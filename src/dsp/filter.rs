//! Spectrum-domain filters
//!
//! These are ideal ("brick wall") filters: each bin is either passed through
//! untouched or multiplied by a fixed attenuation factor, depending only on
//! its frequency. A factor of 0.0 removes the bin entirely.

use num_complex::Complex64;

use crate::domain::error::ensure_positive;
use crate::domain::{WaveError, WaveResult};

/// Something that rewrites spectrum bins given their frequencies
pub trait SpectralFilter {
    /// Filter `amplitudes` in place. `frequencies[i]` is the frequency of bin `i`.
    fn filter(&self, amplitudes: &mut [Complex64], frequencies: &[f64]);
}

fn check_factor(factor: f64) -> WaveResult<f64> {
    if factor.is_finite() && factor >= 0.0 {
        Ok(factor)
    } else {
        Err(WaveError::Config(format!(
            "attenuation factor must be finite and non-negative, got {factor}"
        )))
    }
}

/// Attenuates every bin with `|f| > cutoff`
#[derive(Debug, Clone, Copy, PartialEq)]
pub struct LowPassFilter {
    cutoff: f64,
    factor: f64,
}

impl LowPassFilter {
    /// Default cutoff in Hz
    pub const DEFAULT_CUTOFF: f64 = 10_000.0;

    pub fn new(cutoff: f64) -> WaveResult<Self> {
        ensure_positive("cutoff frequency", cutoff)?;
        Ok(Self { cutoff, factor: 0.0 })
    }

    /// Scale stopband bins by `factor` instead of zeroing them
    pub fn with_attenuation(mut self, factor: f64) -> WaveResult<Self> {
        self.factor = check_factor(factor)?;
        Ok(self)
    }

    pub fn cutoff(&self) -> f64 {
        self.cutoff
    }

    pub fn attenuation(&self) -> f64 {
        self.factor
    }
}

impl Default for LowPassFilter {
    fn default() -> Self {
        Self {
            cutoff: Self::DEFAULT_CUTOFF,
            factor: 0.0,
        }
    }
}

impl SpectralFilter for LowPassFilter {
    fn filter(&self, amplitudes: &mut [Complex64], frequencies: &[f64]) {
        for (h, f) in amplitudes.iter_mut().zip(frequencies) {
            if f.abs() > self.cutoff {
                *h *= self.factor;
            }
        }
    }
}

/// Attenuates every bin with `|f| < cutoff`
#[derive(Debug, Clone, Copy, PartialEq)]
pub struct HighPassFilter {
    cutoff: f64,
    factor: f64,
}

impl HighPassFilter {
    pub fn new(cutoff: f64) -> WaveResult<Self> {
        ensure_positive("cutoff frequency", cutoff)?;
        Ok(Self { cutoff, factor: 0.0 })
    }

    pub fn with_attenuation(mut self, factor: f64) -> WaveResult<Self> {
        self.factor = check_factor(factor)?;
        Ok(self)
    }

    pub fn cutoff(&self) -> f64 {
        self.cutoff
    }
}

impl SpectralFilter for HighPassFilter {
    fn filter(&self, amplitudes: &mut [Complex64], frequencies: &[f64]) {
        for (h, f) in amplitudes.iter_mut().zip(frequencies) {
            if f.abs() < self.cutoff {
                *h *= self.factor;
            }
        }
    }
}

#[cfg(test)]
mod tests {
    use super::*;

    fn ones(n: usize) -> Vec<Complex64> {
        vec![Complex64::new(1.0, -1.0); n]
    }

    #[test]
    fn low_pass_keeps_bins_at_cutoff() {
        let freqs = [0.0, 100.0, 200.0, -200.0, -100.0];
        let mut bins = ones(5);
        LowPassFilter::new(100.0).unwrap().filter(&mut bins, &freqs);

        assert_eq!(bins[0], Complex64::new(1.0, -1.0));
        assert_eq!(bins[1], Complex64::new(1.0, -1.0));
        assert_eq!(bins[2], Complex64::new(0.0, 0.0));
        assert_eq!(bins[3], Complex64::new(0.0, 0.0));
        assert_eq!(bins[4], Complex64::new(1.0, -1.0));
    }

    #[test]
    fn low_pass_attenuates_instead_of_zeroing() {
        let freqs = [50.0, 500.0];
        let mut bins = ones(2);
        LowPassFilter::new(100.0)
            .unwrap()
            .with_attenuation(0.25)
            .unwrap()
            .filter(&mut bins, &freqs);

        assert_eq!(bins[0], Complex64::new(1.0, -1.0));
        assert_eq!(bins[1], Complex64::new(0.25, -0.25));
    }

    #[test]
    fn high_pass_removes_dc() {
        let freqs = [0.0, 300.0];
        let mut bins = ones(2);
        HighPassFilter::new(10.0).unwrap().filter(&mut bins, &freqs);
        assert_eq!(bins[0], Complex64::new(0.0, 0.0));
        assert_eq!(bins[1], Complex64::new(1.0, -1.0));
    }

    #[test]
    fn non_positive_cutoff_is_rejected() {
        assert!(matches!(LowPassFilter::new(0.0), Err(WaveError::Config(_))));
        assert!(matches!(LowPassFilter::new(-5.0), Err(WaveError::Config(_))));
        assert!(matches!(HighPassFilter::new(f64::NAN), Err(WaveError::Config(_))));
    }

    #[test]
    fn negative_attenuation_is_rejected() {
        let filter = LowPassFilter::new(100.0).unwrap();
        assert!(filter.with_attenuation(-1.0).is_err());
    }

    #[test]
    fn default_cutoff_is_ten_kilohertz() {
        assert_eq!(LowPassFilter::default().cutoff(), 10_000.0);
        assert_eq!(LowPassFilter::default().attenuation(), 0.0);
    }
}
//! Run one AM modulation/demodulation pass and report how well the message
//! was recovered.
//!
//!   RUST_LOG=wavelab_lib=debug wavelab [profile.json]
//!
//! Without an argument the default profile is used.

use std::path::Path;
use std::process::ExitCode;

use wavelab_lib::dsp::Wave;
use wavelab_lib::store;
use wavelab_lib::{Configuration, Pipeline, WaveResult};

fn describe(label: &str, wave: &Wave) {
    let peak = wave.make_spectrum().peak_frequency().unwrap_or(0.0);
    let max = wave.samples().iter().fold(0.0f64, |m, s| m.max(s.abs()));
    println!(
        "{label:<10} {:>8} samples  {:>8.3} s  peak {:>9.1} Hz  |max| {max:.3}",
        wave.len(),
        wave.duration(),
        peak
    );
}

fn run(profile: Option<&str>) -> WaveResult<()> {
    let config = match profile {
        Some(path) => store::load_file(Path::new(path))?,
        None => Configuration::default(),
    };

    let output = Pipeline::new(config)?.run()?;

    describe("message", &output.message);
    describe("carrier", &output.carrier);
    describe("modulated", &output.modulated);
    describe("recovered", &output.recovered);
    println!("correlation(recovered, message) = {:.4}", output.correlation);
    Ok(())
}

fn main() -> ExitCode {
    env_logger::init();

    let profile = std::env::args().nth(1);
    match run(profile.as_deref()) {
        Ok(()) => ExitCode::SUCCESS,
        Err(e) => {
            log::error!("{e}");
            eprintln!("wavelab: {e}");
            ExitCode::FAILURE
        }
    }
}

## EXERCISE REQUIREMENTS
Only the lines from the one bearing "env_logger::init();" through the end of the entries above belong in the answer, each one exactly as given.

## EXPECTED OUTPUT
    env_logger::init();

    let profile = std::env::args().nth(1);
    match run(profile.as_deref()) {
        Ok(()) => ExitCode::SUCCESS,
        Err(e) => {
            log::error!("{e}");
            eprintln!("wavelab: {e}");
            ExitCode::FAILURE
        }
    }
}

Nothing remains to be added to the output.